• [WHAT YOU HAVE TO DO]: Narrow the data below down to the lines containing "crate".

--- TASK DATA ---

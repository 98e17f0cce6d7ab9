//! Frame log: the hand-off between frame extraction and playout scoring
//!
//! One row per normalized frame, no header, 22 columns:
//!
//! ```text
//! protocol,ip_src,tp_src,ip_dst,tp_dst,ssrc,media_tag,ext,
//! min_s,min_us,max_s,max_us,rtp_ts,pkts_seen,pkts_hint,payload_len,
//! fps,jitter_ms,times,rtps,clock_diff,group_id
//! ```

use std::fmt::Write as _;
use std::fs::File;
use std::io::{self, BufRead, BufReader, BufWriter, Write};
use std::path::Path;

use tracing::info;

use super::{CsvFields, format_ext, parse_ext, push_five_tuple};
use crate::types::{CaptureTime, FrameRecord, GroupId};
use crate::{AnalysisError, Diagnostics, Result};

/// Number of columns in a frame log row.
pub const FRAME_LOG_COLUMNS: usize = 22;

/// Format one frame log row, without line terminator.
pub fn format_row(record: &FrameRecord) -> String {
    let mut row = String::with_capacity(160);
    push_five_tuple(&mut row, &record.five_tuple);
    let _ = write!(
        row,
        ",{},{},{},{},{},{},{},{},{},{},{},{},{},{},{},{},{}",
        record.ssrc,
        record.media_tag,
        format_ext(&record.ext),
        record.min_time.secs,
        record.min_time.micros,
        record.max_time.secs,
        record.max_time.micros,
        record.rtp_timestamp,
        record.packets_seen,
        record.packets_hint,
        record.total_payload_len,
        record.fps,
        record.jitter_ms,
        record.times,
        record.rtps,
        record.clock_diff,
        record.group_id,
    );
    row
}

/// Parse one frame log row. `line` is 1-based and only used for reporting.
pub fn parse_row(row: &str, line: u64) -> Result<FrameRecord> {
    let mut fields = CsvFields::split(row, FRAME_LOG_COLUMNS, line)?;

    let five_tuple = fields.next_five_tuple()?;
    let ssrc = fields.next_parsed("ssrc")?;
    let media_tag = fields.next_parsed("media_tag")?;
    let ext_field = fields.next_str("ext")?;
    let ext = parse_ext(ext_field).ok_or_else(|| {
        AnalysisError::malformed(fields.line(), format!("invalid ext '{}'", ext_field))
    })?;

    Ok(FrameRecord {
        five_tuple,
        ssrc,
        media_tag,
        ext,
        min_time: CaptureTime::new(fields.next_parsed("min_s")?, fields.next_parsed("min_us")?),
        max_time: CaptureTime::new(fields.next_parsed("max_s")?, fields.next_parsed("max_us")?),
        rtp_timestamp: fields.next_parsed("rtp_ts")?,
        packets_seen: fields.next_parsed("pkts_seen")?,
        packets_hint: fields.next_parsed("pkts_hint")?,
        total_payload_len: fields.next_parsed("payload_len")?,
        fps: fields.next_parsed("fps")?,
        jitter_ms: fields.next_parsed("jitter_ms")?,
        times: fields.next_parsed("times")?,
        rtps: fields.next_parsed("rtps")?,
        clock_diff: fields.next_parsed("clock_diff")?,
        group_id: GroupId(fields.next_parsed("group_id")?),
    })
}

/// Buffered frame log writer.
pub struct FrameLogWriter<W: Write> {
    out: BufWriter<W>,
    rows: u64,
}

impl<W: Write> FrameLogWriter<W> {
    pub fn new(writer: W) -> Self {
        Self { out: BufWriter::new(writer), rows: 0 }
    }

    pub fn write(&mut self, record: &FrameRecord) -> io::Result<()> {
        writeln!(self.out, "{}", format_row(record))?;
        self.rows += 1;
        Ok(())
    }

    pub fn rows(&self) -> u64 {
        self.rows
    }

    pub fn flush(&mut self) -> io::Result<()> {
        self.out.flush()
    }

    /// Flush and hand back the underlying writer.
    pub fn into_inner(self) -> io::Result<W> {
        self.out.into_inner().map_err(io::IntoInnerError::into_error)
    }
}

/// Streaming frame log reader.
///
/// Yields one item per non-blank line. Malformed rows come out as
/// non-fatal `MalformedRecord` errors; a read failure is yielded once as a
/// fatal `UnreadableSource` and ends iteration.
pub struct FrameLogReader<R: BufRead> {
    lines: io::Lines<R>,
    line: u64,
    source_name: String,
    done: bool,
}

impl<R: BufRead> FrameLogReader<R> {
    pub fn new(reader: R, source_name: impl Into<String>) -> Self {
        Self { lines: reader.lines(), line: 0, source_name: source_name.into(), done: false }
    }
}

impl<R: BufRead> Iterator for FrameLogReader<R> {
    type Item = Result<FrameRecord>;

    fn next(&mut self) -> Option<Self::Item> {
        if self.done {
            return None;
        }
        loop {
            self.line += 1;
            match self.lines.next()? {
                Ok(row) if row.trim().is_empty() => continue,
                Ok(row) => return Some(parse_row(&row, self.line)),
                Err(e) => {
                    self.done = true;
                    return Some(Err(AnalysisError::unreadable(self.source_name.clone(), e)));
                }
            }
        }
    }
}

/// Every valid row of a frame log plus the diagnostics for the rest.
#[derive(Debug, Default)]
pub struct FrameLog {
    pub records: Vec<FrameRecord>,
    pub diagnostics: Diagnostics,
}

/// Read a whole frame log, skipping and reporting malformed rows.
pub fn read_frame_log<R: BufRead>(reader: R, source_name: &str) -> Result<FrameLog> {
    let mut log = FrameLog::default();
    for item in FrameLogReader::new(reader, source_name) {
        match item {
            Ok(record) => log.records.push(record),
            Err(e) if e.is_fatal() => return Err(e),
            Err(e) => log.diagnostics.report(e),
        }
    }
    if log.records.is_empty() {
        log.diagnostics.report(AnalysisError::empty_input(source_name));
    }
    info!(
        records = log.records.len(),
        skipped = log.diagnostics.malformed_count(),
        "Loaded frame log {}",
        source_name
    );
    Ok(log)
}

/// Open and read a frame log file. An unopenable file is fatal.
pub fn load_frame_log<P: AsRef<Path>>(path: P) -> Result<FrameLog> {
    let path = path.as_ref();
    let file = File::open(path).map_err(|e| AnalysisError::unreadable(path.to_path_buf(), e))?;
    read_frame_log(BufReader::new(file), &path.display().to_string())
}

---

• [RESULT OF THIS TASK]:
use crate::types::{CaptureTime, FrameRecord, GroupId};
use crate::{AnalysisError, Diagnostics, Result};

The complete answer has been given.